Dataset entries
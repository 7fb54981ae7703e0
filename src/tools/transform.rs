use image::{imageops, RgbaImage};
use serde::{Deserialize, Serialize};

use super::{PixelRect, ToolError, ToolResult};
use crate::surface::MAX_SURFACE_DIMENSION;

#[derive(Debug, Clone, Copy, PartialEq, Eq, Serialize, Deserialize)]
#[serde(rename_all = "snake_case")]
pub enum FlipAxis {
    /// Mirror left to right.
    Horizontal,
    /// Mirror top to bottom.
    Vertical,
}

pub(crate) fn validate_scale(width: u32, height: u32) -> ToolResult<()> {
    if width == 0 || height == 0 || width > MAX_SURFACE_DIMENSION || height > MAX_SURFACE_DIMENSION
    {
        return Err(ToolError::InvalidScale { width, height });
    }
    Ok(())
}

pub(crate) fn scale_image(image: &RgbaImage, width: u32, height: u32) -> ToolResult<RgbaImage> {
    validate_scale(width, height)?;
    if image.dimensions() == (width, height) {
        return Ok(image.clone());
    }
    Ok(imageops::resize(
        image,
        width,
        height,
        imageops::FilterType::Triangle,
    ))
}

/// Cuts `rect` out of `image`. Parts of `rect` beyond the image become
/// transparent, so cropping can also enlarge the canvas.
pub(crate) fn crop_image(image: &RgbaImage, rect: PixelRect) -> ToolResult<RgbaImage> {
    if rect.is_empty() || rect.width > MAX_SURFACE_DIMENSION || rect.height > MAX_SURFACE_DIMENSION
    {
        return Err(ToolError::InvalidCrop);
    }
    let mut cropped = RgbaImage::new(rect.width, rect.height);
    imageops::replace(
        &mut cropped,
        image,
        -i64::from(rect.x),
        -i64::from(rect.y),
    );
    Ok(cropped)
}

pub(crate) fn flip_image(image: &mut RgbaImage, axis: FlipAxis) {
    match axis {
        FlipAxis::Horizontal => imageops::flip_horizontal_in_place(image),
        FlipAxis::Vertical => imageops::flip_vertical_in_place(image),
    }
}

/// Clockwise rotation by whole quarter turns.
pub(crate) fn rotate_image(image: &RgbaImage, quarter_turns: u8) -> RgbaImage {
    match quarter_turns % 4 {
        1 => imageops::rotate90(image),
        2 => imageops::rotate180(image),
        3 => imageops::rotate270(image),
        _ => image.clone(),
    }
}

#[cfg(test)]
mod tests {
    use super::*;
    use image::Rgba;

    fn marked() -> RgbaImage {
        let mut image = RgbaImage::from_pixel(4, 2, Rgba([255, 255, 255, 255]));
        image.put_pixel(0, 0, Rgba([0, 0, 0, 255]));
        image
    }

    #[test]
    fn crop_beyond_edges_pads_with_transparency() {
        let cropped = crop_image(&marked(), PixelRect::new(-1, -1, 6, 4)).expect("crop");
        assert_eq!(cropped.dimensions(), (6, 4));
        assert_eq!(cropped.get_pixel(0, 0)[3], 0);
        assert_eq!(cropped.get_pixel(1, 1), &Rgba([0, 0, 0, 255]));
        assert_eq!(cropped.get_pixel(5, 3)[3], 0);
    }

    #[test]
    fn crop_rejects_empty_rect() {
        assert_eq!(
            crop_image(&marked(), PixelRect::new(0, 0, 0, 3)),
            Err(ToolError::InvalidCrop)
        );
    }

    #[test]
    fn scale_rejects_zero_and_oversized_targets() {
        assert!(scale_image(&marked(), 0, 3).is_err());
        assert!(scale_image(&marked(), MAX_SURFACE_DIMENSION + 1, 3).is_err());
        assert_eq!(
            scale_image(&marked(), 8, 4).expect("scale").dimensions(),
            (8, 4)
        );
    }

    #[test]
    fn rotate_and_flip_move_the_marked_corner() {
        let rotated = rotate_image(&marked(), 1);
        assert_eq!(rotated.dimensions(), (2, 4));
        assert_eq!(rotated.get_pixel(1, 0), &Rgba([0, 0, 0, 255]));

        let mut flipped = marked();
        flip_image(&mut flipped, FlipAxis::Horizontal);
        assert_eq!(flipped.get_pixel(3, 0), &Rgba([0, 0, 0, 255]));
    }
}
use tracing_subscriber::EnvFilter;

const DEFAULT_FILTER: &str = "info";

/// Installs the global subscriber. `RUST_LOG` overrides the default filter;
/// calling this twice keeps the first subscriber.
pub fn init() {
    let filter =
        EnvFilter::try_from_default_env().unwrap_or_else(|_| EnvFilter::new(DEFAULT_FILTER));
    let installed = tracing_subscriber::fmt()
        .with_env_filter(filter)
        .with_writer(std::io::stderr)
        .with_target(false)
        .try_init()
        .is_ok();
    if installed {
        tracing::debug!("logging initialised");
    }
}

• Directions: Copy each line from the entries above that has the word "return" in it.

• Response for this exercise:
        return Err(ToolError::InvalidScale { width, height });
        return Ok(image.clone());
        return Err(ToolError::InvalidCrop);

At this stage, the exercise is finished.